Restate each of the lines given below, word for word.

[Stored items]
++++++++

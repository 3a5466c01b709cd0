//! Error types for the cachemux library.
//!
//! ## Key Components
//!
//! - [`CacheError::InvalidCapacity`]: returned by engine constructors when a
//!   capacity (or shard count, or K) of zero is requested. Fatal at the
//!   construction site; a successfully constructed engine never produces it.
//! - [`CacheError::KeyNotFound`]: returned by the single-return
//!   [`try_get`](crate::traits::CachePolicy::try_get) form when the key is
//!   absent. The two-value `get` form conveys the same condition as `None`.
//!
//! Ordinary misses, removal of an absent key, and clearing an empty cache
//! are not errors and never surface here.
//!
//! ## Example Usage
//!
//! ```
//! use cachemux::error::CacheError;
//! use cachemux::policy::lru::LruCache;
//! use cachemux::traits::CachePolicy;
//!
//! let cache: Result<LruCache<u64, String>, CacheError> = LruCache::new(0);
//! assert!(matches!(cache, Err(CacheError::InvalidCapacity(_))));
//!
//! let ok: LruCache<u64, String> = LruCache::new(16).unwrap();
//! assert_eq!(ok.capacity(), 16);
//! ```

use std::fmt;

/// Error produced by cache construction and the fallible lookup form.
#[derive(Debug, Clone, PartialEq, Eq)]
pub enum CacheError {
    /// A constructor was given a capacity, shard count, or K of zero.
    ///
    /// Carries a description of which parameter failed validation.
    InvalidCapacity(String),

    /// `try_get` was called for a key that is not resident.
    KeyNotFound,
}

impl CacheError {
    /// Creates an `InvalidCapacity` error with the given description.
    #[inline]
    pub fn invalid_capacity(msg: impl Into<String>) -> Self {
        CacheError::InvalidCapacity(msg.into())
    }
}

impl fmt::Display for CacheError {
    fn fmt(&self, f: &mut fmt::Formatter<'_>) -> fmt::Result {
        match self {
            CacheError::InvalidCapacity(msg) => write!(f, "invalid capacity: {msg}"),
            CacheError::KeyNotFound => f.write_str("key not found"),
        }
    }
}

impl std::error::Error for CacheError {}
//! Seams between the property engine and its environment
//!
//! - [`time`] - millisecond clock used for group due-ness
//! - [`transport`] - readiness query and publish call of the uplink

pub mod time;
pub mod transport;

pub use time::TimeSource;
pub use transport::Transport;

++++++++

Result of this exercise:
repository 3a5466c01b709cd0
//! Error types for the cachemux library.
//!
//! ## Key Components
//!
//! - [`CacheError::InvalidCapacity`]: returned by engine constructors when a
//!   capacity (or shard count, or K) of zero is requested. Fatal at the
//!   construction site; a successfully constructed engine never produces it.
//! - [`CacheError::KeyNotFound`]: returned by the single-return
//!   [`try_get`](crate::traits::CachePolicy::try_get) form when the key is
//!   absent. The two-value `get` form conveys the same condition as `None`.
//!
//! Ordinary misses, removal of an absent key, and clearing an empty cache
//! are not errors and never surface here.
//!
//! ## Example Usage
//!
//! ```
//! use cachemux::error::CacheError;
//! use cachemux::policy::lru::LruCache;
//! use cachemux::traits::CachePolicy;
//!
//! let cache: Result<LruCache<u64, String>, CacheError> = LruCache::new(0);
//! assert!(matches!(cache, Err(CacheError::InvalidCapacity(_))));
//!
//! let ok: LruCache<u64, String> = LruCache::new(16).unwrap();
//! assert_eq!(ok.capacity(), 16);
//! ```

use std::fmt;

/// Error produced by cache construction and the fallible lookup form.
#[derive(Debug, Clone, PartialEq, Eq)]
pub enum CacheError {
    /// A constructor was given a capacity, shard count, or K of zero.
    ///
    /// Carries a description of which parameter failed validation.
    InvalidCapacity(String),

    /// `try_get` was called for a key that is not resident.
    KeyNotFound,
}

impl CacheError {
    /// Creates an `InvalidCapacity` error with the given description.
    #[inline]
    pub fn invalid_capacity(msg: impl Into<String>) -> Self {
        CacheError::InvalidCapacity(msg.into())
    }
}

impl fmt::Display for CacheError {
    fn fmt(&self, f: &mut fmt::Formatter<'_>) -> fmt::Result {
        match self {
            CacheError::InvalidCapacity(msg) => write!(f, "invalid capacity: {msg}"),
            CacheError::KeyNotFound => f.write_str("key not found"),
        }
    }
}

impl std::error::Error for CacheError {}
//! Seams between the property engine and its environment
//!
//! - [`time`] - millisecond clock used for group due-ness
//! - [`transport`] - readiness query and publish call of the uplink

pub mod time;
pub mod transport;

pub use time::TimeSource;
pub use transport::Transport;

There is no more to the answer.